Magnetic resonance imaging (MRI) has become an invaluable, widely used medical diagnostic and research tool, but despite numerous chemically synthesized image-enhancing agents, MRI still lacks the sensitivity and the multiplexing capabilities of optical imaging that benefit from colored fluorophores — multi-spectral quantum dots for multi-functional encoding and biomolecular/cellular labeling.

Being able to distinguish with MRI between different types of cells at the single-cell level would profoundly impact cellular biology and early disease detection and diagnosis. Currently, MRI cell tracking employs the magnetically dephased signal from the water surrounding cells labeled with many superparamagnetic iron oxide nanoparticles (SPIOs) or dendrimers, or individual micrometer-sized iron oxide particles (MPIOs) that benefit from increased robustness and immunity to label dilution via cell division. However, the continuous spatial decay of the external fields surrounding these, or any other, magnetizable particles imposes a continuous range of Larmor frequencies that broadens the water line, obscuring distinction between possible different types of magnetic particles that might specifically label different types of cells. Their utility would be greatly enhanced if they could instead frequency-shift the water by discrete controllable amounts, transforming a monochrome/binary contrasting agent (magnetically labeled or not) into a “colored” spectral set of distinguishable tags. There is thus a need for improved MRI contrast agents.

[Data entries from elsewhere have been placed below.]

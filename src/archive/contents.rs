//! Indexes over archive tag files and the consistency checks built on them.
//!
//! Everything here works on already-parsed `Sources` and `Packages` data, so
//! the reports can run against a local mirror without talking to Launchpad.

use std::collections::{BTreeMap, BTreeSet};
use std::path::{Component, Path};

use anyhow::{Context, Result};
use tracing::{debug, warn};

use super::germinate::GerminateOutput;
use super::tagfile::{Paragraph, read_tag_file};
use super::version::PackageVersion;

/// A source package from a `Sources` file.
#[derive(Debug, Clone, PartialEq, Eq)]
pub struct SourceRecord {
  pub name: String,
  pub version: String,
  pub binaries: Vec<String>,
  pub component: String,
}

/// A binary package from a `Packages` file, for one architecture.
#[derive(Debug, Clone, PartialEq, Eq)]
pub struct BinaryRecord {
  pub name: String,
  pub version: String,
  pub architecture: String,
  pub source: String,
  pub source_version: String,
  pub overrides: Overrides,
}

/// The override fields an archive administrator controls.
#[derive(Debug, Clone, PartialEq, Eq, PartialOrd, Ord, Hash)]
pub struct Overrides {
  pub component: String,
  pub section: String,
  pub priority: String,
}

/// Latest version of every source package.
#[derive(Debug, Clone, Default)]
pub struct SourceIndex {
  sources: BTreeMap<String, SourceRecord>,
}

impl SourceIndex {
  pub fn new() -> Self {
    Self::default()
  }

  /// Load a `Sources` file. The component comes from the `dists/` path when
  /// there is one, else from the `Section` prefix.
  pub fn add_file(&mut self, path: &Path) -> Result<()> {
    let paragraphs =
      read_tag_file(path, None).with_context(|| format!("Failed to read Sources file {}", path.display()))?;
    let component = component_from_path(path);
    debug!("Indexing {} source stanzas from {}", paragraphs.len(), path.display());
    self.add_paragraphs(paragraphs, component.as_deref());
    Ok(())
  }

  pub fn add_paragraphs(&mut self, paragraphs: impl IntoIterator<Item = Paragraph>, component: Option<&str>) {
    for paragraph in paragraphs {
      let (Some(name), Some(version)) = (paragraph.package(), paragraph.field("Version")) else {
        continue;
      };

      let record = SourceRecord {
        name: name.to_string(),
        version: version.to_string(),
        binaries: paragraph.field_list("Binary").into_iter().map(str::to_string).collect(),
        component: resolve_component(component, paragraph.field("Section")),
      };

      match self.sources.get(name) {
        Some(existing) if !is_newer(&record.version, &existing.version) => {}
        _ => {
          self.sources.insert(record.name.clone(), record);
        }
      }
    }
  }

  pub fn get(&self, name: &str) -> Option<&SourceRecord> {
    self.sources.get(name)
  }

  pub fn iter(&self) -> impl Iterator<Item = &SourceRecord> {
    self.sources.values()
  }

  pub fn len(&self) -> usize {
    self.sources.len()
  }

  pub fn is_empty(&self) -> bool {
    self.sources.is_empty()
  }
}

/// Latest version of every binary package, per architecture.
#[derive(Debug, Clone, Default)]
pub struct BinaryIndex {
  binaries: BTreeMap<String, BTreeMap<String, BinaryRecord>>,
}

impl BinaryIndex {
  pub fn new() -> Self {
    Self::default()
  }

  /// Load a `Packages` file. A `binary-<arch>` path component names the
  /// architecture, so `Architecture: all` stanzas are attributed to the file
  /// they were published in.
  pub fn add_file(&mut self, path: &Path) -> Result<()> {
    let paragraphs =
      read_tag_file(path, None).with_context(|| format!("Failed to read Packages file {}", path.display()))?;
    let component = component_from_path(path);
    let architecture = architecture_from_path(path);
    debug!(
      "Indexing {} binary stanzas from {} (component {:?}, architecture {:?})",
      paragraphs.len(),
      path.display(),
      component,
      architecture
    );
    self.add_paragraphs(paragraphs, component.as_deref(), architecture.as_deref());
    Ok(())
  }

  pub fn add_paragraphs(
    &mut self,
    paragraphs: impl IntoIterator<Item = Paragraph>,
    component: Option<&str>,
    architecture: Option<&str>,
  ) {
    for paragraph in paragraphs {
      let (Some(name), Some(version)) = (paragraph.package(), paragraph.field("Version")) else {
        continue;
      };
      let Some(arch) = architecture.or_else(|| paragraph.field("Architecture")) else {
        warn!("Skipping {name} {version}: no architecture");
        continue;
      };

      let (source, source_version) = parse_source_field(paragraph.field("Source"), name, version);
      let record = BinaryRecord {
        name: name.to_string(),
        version: version.to_string(),
        architecture: arch.to_string(),
        source,
        source_version,
        overrides: Overrides {
          component: resolve_component(component, paragraph.field("Section")),
          section: strip_component(paragraph.field("Section").unwrap_or("")).to_string(),
          priority: paragraph.field("Priority").unwrap_or("").to_string(),
        },
      };

      let per_arch = self.binaries.entry(record.name.clone()).or_default();
      match per_arch.get(arch) {
        Some(existing) if !is_newer(&record.version, &existing.version) => {}
        _ => {
          per_arch.insert(arch.to_string(), record);
        }
      }
    }
  }

  pub fn contains(&self, name: &str) -> bool {
    self.binaries.contains_key(name)
  }

  /// All architecture records of a binary package.
  pub fn get(&self, name: &str) -> Option<&BTreeMap<String, BinaryRecord>> {
    self.binaries.get(name)
  }

  pub fn iter(&self) -> impl Iterator<Item = &BinaryRecord> {
    self.binaries.values().flat_map(|per_arch| per_arch.values())
  }

  pub fn names(&self) -> impl Iterator<Item = &str> {
    self.binaries.keys().map(String::as_str)
  }

  pub fn len(&self) -> usize {
    self.binaries.len()
  }

  pub fn is_empty(&self) -> bool {
    self.binaries.is_empty()
  }
}

/// Binaries that are no longer built by their source (Not Built from Source).
#[derive(Debug, Clone, PartialEq, Eq)]
pub struct NbsEntry {
  pub source: String,
  /// Highest source version the stale binaries were built from.
  pub source_version: String,
  pub binaries: BTreeSet<String>,
  /// The source package is gone from the archive entirely.
  pub source_missing: bool,
}

/// Find binaries whose source is missing or no longer lists them.
pub fn nbs(sources: &SourceIndex, binaries: &BinaryIndex) -> Vec<NbsEntry> {
  let mut by_source: BTreeMap<String, NbsEntry> = BTreeMap::new();

  for binary in binaries.iter() {
    let source = sources.get(&binary.source);
    let still_built = source.is_some_and(|s| s.binaries.iter().any(|b| b == &binary.name));
    if still_built {
      continue;
    }

    let entry = by_source.entry(binary.source.clone()).or_insert_with(|| NbsEntry {
      source: binary.source.clone(),
      source_version: binary.source_version.clone(),
      binaries: BTreeSet::new(),
      source_missing: source.is_none(),
    });
    if is_newer(&binary.source_version, &entry.source_version) {
      entry.source_version = binary.source_version.clone();
    }
    entry.binaries.insert(binary.name.clone());
  }

  by_source.into_values().collect()
}

/// Sources none of whose binaries are published.
pub fn orphaned_sources<'a>(sources: &'a SourceIndex, binaries: &BinaryIndex) -> Vec<&'a SourceRecord> {
  sources
    .iter()
    .filter(|s| !s.binaries.is_empty() && !s.binaries.iter().any(|b| binaries.contains(b)))
    .collect()
}

/// A binary whose overrides differ between architectures.
#[derive(Debug, Clone, PartialEq, Eq)]
pub struct OverrideMismatch {
  pub package: String,
  /// Each distinct set of overrides and the architectures carrying it.
  pub variants: Vec<(Overrides, Vec<String>)>,
}

pub fn override_mismatches(binaries: &BinaryIndex) -> Vec<OverrideMismatch> {
  let mut mismatches = Vec::new();

  for name in binaries.names() {
    let Some(per_arch) = binaries.get(name) else {
      continue;
    };

    let mut variants: BTreeMap<&Overrides, Vec<String>> = BTreeMap::new();
    for (arch, record) in per_arch {
      variants.entry(&record.overrides).or_default().push(arch.clone());
    }

    if variants.len() > 1 {
      mismatches.push(OverrideMismatch {
        package: name.to_string(),
        variants: variants.into_iter().map(|(o, archs)| (o.clone(), archs)).collect(),
      });
    }
  }

  mismatches
}

/// A binary whose component disagrees with the seeds.
#[derive(Debug, Clone, PartialEq, Eq)]
pub struct ComponentMismatch {
  pub package: String,
  pub source: String,
  pub component: String,
  /// Germinate's reason for seeding the package (promotions only).
  pub why: Option<String>,
}

#[derive(Debug, Clone, Default, PartialEq, Eq)]
pub struct ComponentMismatches {
  /// Seeded packages outside the supported components.
  pub promotions: Vec<ComponentMismatch>,
  /// Supported packages no seed pulls in.
  pub demotions: Vec<ComponentMismatch>,
}

pub fn component_mismatches(
  seeded: &GerminateOutput,
  binaries: &BinaryIndex,
  supported_components: &[&str],
) -> ComponentMismatches {
  let mut result = ComponentMismatches::default();

  for name in binaries.names() {
    let Some(record) = binaries.get(name).and_then(|per_arch| per_arch.values().next()) else {
      continue;
    };
    let supported = supported_components.contains(&record.overrides.component.as_str());

    match seeded.get(name) {
      Some(entry) if !supported => result.promotions.push(ComponentMismatch {
        package: name.to_string(),
        source: record.source.clone(),
        component: record.overrides.component.clone(),
        why: Some(entry.why.clone()),
      }),
      None if supported => result.demotions.push(ComponentMismatch {
        package: name.to_string(),
        source: record.source.clone(),
        component: record.overrides.component.clone(),
        why: None,
      }),
      _ => {}
    }
  }

  result
}

/// Split a `Source: name (version)` field.
///
/// Without the field the binary is built from a source of the same name and
/// version; without the parenthesised version the binary version is used.
fn parse_source_field(field: Option<&str>, binary: &str, binary_version: &str) -> (String, String) {
  let Some(field) = field else {
    return (binary.to_string(), binary_version.to_string());
  };

  match field.split_once('(') {
    Some((name, version)) => (
      name.trim().to_string(),
      version.trim_end_matches(')').trim().to_string(),
    ),
    None => (field.trim().to_string(), binary_version.to_string()),
  }
}

fn resolve_component(explicit: Option<&str>, section: Option<&str>) -> String {
  if let Some(component) = explicit {
    return component.to_string();
  }
  match section.and_then(|s| s.split_once('/')) {
    Some((component, _)) => component.to_string(),
    None => "main".to_string(),
  }
}

fn strip_component(section: &str) -> &str {
  section.split_once('/').map_or(section, |(_, s)| s)
}

/// `.../dists/<suite>/<component>/...` → `<component>`.
fn component_from_path(path: &Path) -> Option<String> {
  let parts: Vec<String> = path
    .components()
    .filter_map(|c| match c {
      Component::Normal(s) => Some(s.to_string_lossy().into_owned()),
      _ => None,
    })
    .collect();
  let dists = parts.iter().position(|p| p == "dists")?;
  let component = parts.get(dists + 2)?;
  // The component directory is never the file itself.
  if dists + 3 < parts.len() { Some(component.clone()) } else { None }
}

fn architecture_from_path(path: &Path) -> Option<String> {
  path.components().find_map(|c| match c {
    Component::Normal(s) => s.to_str().and_then(|s| s.strip_prefix("binary-")).map(str::to_string),
    _ => None,
  })
}

/// `candidate > current`, treating unparsable versions as newer so bad data
/// is still visible in reports.
fn is_newer(candidate: &str, current: &str) -> bool {
  match (PackageVersion::parse(candidate), PackageVersion::parse(current)) {
    (Ok(a), Ok(b)) => a > b,
    _ => true,
  }
}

Microfabricated structures can be used as MRI contrast agents with enhanced functionality or as micro-RFID (radio-frequency identification) tags. The microstructures can be engineered to appear as different effective colors when resolved using MRI, as opposed to strictly greyscale contrast of existing MRI agents. In this way, they can be thought of as radio-frequency analogs to quantum dots. A set of agents could be produced that would enable in-vivo labeling and tracking of multiple different types of cells simultaneously. The agents can also act as radio-frequency probes of various physiological conditions.

The magnetic resonance contrast agent has a medium and a contrast structure dispersed in the medium. The contrast structure comprises a magnetic material arranged to create a local region of a local magnetic field. Nuclear magnetic moments of a material when arranged within the local region process at a characteristic Larmor frequency about a total magnetic field in the local region while in use. The characteristic Larmor frequency is identifiable with the contrast structure, and the total magnetic field in the local region is a substantially spatially uniform magnetic field.

A method of producing a magnetic resonance contrast agent includes forming contrast structures on a substrate, separating them from the substrate, and dispersing the contrast structures in a medium.